Delia’s hope comes true. In an ironic twist, “Sykes's own action renders justice in "Sweat": the very snake he intends to bite Delia bites him instead.” (Champion). Delia listens as Sykes is bitten and the poison begins to enter his body. Delia realizes this is the perfect opportunity to free her self from the years of oppression he has trapped her under. Delia turns the tables on Sykes by denying him aid, even as he calls out to her by name. "the man who has loomed above her through the years now crawls toward her, his fallen state emphasized by the frame of the door and Delia's standing figure; the man who has treated her with continuous contempt and cruelty now hopes for help from her" (Baum). Delia commits the perfect murder and successfully emancipates herself as she stands over Sykes. In a final act of spite, Delia shows herself to Sykes, and allows him realize that not only does she know what he attempted to do to her, but that she could have saved him from his fate.

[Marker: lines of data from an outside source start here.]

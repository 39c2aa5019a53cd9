// TDC Toolkit
// Copyright (c) 2026 The TDC Toolkit Developers.
//
// This Source Code Form is subject to the terms of the Mozilla Public
// License, v. 2.0. If a copy of the MPL was not distributed with this
// file, You can obtain one at https://mozilla.org/MPL/2.0/.

//! The decoded-event sink. On-disk columnar file formats are explicitly
//! out of scope for the core: what the core owns is the abstract
//! [`EventSink`] trait and the chunk/rotation bookkeeping around it.
//! [`ChunkedFileSink`] is a concrete, dependency-free implementation
//! that writes `(channel: u8, timestamp_ps: u64)` rows as flat
//! little-endian binary records, rotating output files by row count
//! the way a chunked writer over any row-oriented format would, without
//! pulling in a columnar-file crate.

use std::fs::{self, File};
use std::io::{BufWriter, Write};
use std::path::{Path, PathBuf};

use log::{debug, info};

use tdc_core::{Event, Result};

/// Default rows per chunk (~2.9e6).
pub const DEFAULT_CHUNK_ROWS: usize = 2_900_000;

/// Default rows per file before rotation (~29e6).
pub const DEFAULT_FILE_ROWS: usize = 29_000_000;

/// Consumes decoded events as they arrive. Implementations decide how
/// (and whether) to buffer; [`ChunkedFileSink::write_event`] is the only
/// method the decoder's consumer calls per event, with `flush` called at
/// acquisition boundaries and on shutdown.
pub trait EventSink {
    fn write_event(&mut self, event: Event) -> Result<()>;

    /// Flushes any buffered rows. Called at `MeasEnd` and on pipeline
    /// shutdown, so a partial chunk is never lost.
    fn flush(&mut self) -> Result<()>;
}

/// A chunked, rotating file sink: buffers events into chunks of
/// `chunk_rows`, writing each chunk to the current file as it fills, and
/// rotates to a new file once `file_rows` rows have been written to keep
/// individual files bounded.
pub struct ChunkedFileSink {
    output_dir: PathBuf,
    name: String,
    chunk_rows: usize,
    file_rows: usize,

    writer: Option<BufWriter<File>>,
    rows_in_file: usize,
    buffer: Vec<Event>,
    file_index: u64,
}

impl ChunkedFileSink {
    pub fn new(output_dir: impl Into<PathBuf>, name: impl Into<String>) -> Self {
        ChunkedFileSink {
            output_dir: output_dir.into(),
            name: name.into(),
            chunk_rows: DEFAULT_CHUNK_ROWS,
            file_rows: DEFAULT_FILE_ROWS,
            writer: None,
            rows_in_file: 0,
            buffer: Vec::new(),
            file_index: 0,
        }
    }

    pub fn with_chunk_rows(mut self, chunk_rows: usize) -> Self {
        self.chunk_rows = chunk_rows;
        self
    }

    pub fn with_file_rows(mut self, file_rows: usize) -> Self {
        self.file_rows = file_rows;
        self
    }

    fn current_file_path(&self) -> PathBuf {
        self.output_dir.join(format!("{}_{:04}.tdcbin", self.name, self.file_index))
    }

    fn writer_for_current_file(&mut self) -> Result<&mut BufWriter<File>> {
        if self.writer.is_none() {
            let path = self.current_file_path();
            debug!("sink: opening {}", path.display());
            let file = File::create(&path)?;
            self.writer = Some(BufWriter::new(file));
        }
        Ok(self.writer.as_mut().unwrap())
    }

    fn write_chunk(&mut self) -> Result<()> {
        if self.buffer.is_empty() {
            return Ok(());
        }

        let rows = self.buffer.len();
        {
            let writer = self.writer_for_current_file()?;
            for event in self.buffer.drain(..) {
                writer.write_all(&[event.channel])?;
                writer.write_all(&event.timestamp_ps.to_le_bytes())?;
            }
            writer.flush()?;
        }

        self.rows_in_file += rows;

        if self.rows_in_file >= self.file_rows {
            info!("sink: rotating file after {} rows", self.rows_in_file);
            self.writer = None;
            self.rows_in_file = 0;
            self.file_index += 1;
        }

        Ok(())
    }
}

impl EventSink for ChunkedFileSink {
    fn write_event(&mut self, event: Event) -> Result<()> {
        self.buffer.push(event);
        if self.buffer.len() >= self.chunk_rows {
            self.write_chunk()?;
        }
        Ok(())
    }

    fn flush(&mut self) -> Result<()> {
        self.write_chunk()?;
        if let Some(writer) = self.writer.as_mut() {
            writer.flush()?;
        }
        Ok(())
    }
}

/// Reads back rows written by [`ChunkedFileSink`] from a single file, in
/// order, for tests and offline verification.
pub fn read_chunked_file(path: impl AsRef<Path>) -> Result<Vec<Event>> {
    let bytes = fs::read(path)?;
    let mut events = Vec::with_capacity(bytes.len() / 9);
    let mut cursor = 0;
    while cursor + 9 <= bytes.len() {
        let channel = bytes[cursor];
        let mut ts = [0u8; 8];
        ts.copy_from_slice(&bytes[cursor + 1..cursor + 9]);
        events.push(Event::new(channel, u64::from_le_bytes(ts)));
        cursor += 9;
    }
    Ok(events)
}

#[cfg(test)]
mod tests {
    use super::*;
    use tempfile::tempdir;

    #[test]
    fn writes_and_reads_back_in_order() {
        let dir = tempdir().unwrap();
        let mut sink = ChunkedFileSink::new(dir.path(), "measurement").with_chunk_rows(2);

        let events = vec![Event::new(0, 10), Event::new(1, 20), Event::new(2, 30)];
        for event in &events {
            sink.write_event(*event).unwrap();
        }
        sink.flush().unwrap();

        let path = dir.path().join("measurement_0000.tdcbin");
        let read_back = read_chunked_file(&path).unwrap();
        assert_eq!(read_back, events);
    }

    #[test]
    fn rotates_to_a_new_file_after_file_rows() {
        let dir = tempdir().unwrap();
        let mut sink = ChunkedFileSink::new(dir.path(), "m").with_chunk_rows(2).with_file_rows(2);

        sink.write_event(Event::new(0, 1)).unwrap();
        sink.write_event(Event::new(0, 2)).unwrap();
        sink.write_event(Event::new(0, 3)).unwrap();
        sink.flush().unwrap();

        assert!(dir.path().join("m_0000.tdcbin").exists());
        assert!(dir.path().join("m_0001.tdcbin").exists());
    }

    #[test]
    fn partial_chunk_is_flushed_on_shutdown() {
        let dir = tempdir().unwrap();
        let mut sink = ChunkedFileSink::new(dir.path(), "m").with_chunk_rows(1000);
        sink.write_event(Event::new(1, 5)).unwrap();
        sink.flush().unwrap();

        let read_back = read_chunked_file(dir.path().join("m_0000.tdcbin")).unwrap();
        assert_eq!(read_back, vec![Event::new(1, 5)]);
    }
}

            Critics suggest that her refusal to give aid denotes Delia’s spiritual downfall and failure as a Christian child of God. Cheryl A. Wall Argues, "Delia makes no effort to warn, rescue, or even comfort [Sykes]. She exacts her revenge but at a terrible spiritual cost. ... The narrator does not pass judgment. Yet, how will Delia, good Christian though she has tried to be, ever cross Jordan in a calm time?"  However others disagree. Delia’s virtue remained unshaken as she tolerated Sykes’ beating, cheating, exploitation, and oppression for years. As she serves Sykes retribution, she does not lose God, but simply allows whatever has gone over the Devil’s back, to come under his belly. (Hurston)

Delia, Louise, Emily, and the unnamed Narrator, have each suffered at the hands of oppressors and fought back by any means necessary in order to regain their freedom. They have subjected themselves to social estrangement, lunacy, spiritual detriment, and even physical death to secure any form of liberation possible. Each woman lives in a society that perpetuates the cycle of male oppression and abuse and each is trapped by the confines of cultural expectations. By defying these norms, the women become ‘Sheros’. A Shero is “a term that African-American female writers coined to describe women who did not behave according to the Anglo hegemony…women (that) go crazy, kill themselves, ect…(to) free themselves by any means necessary” (Harper).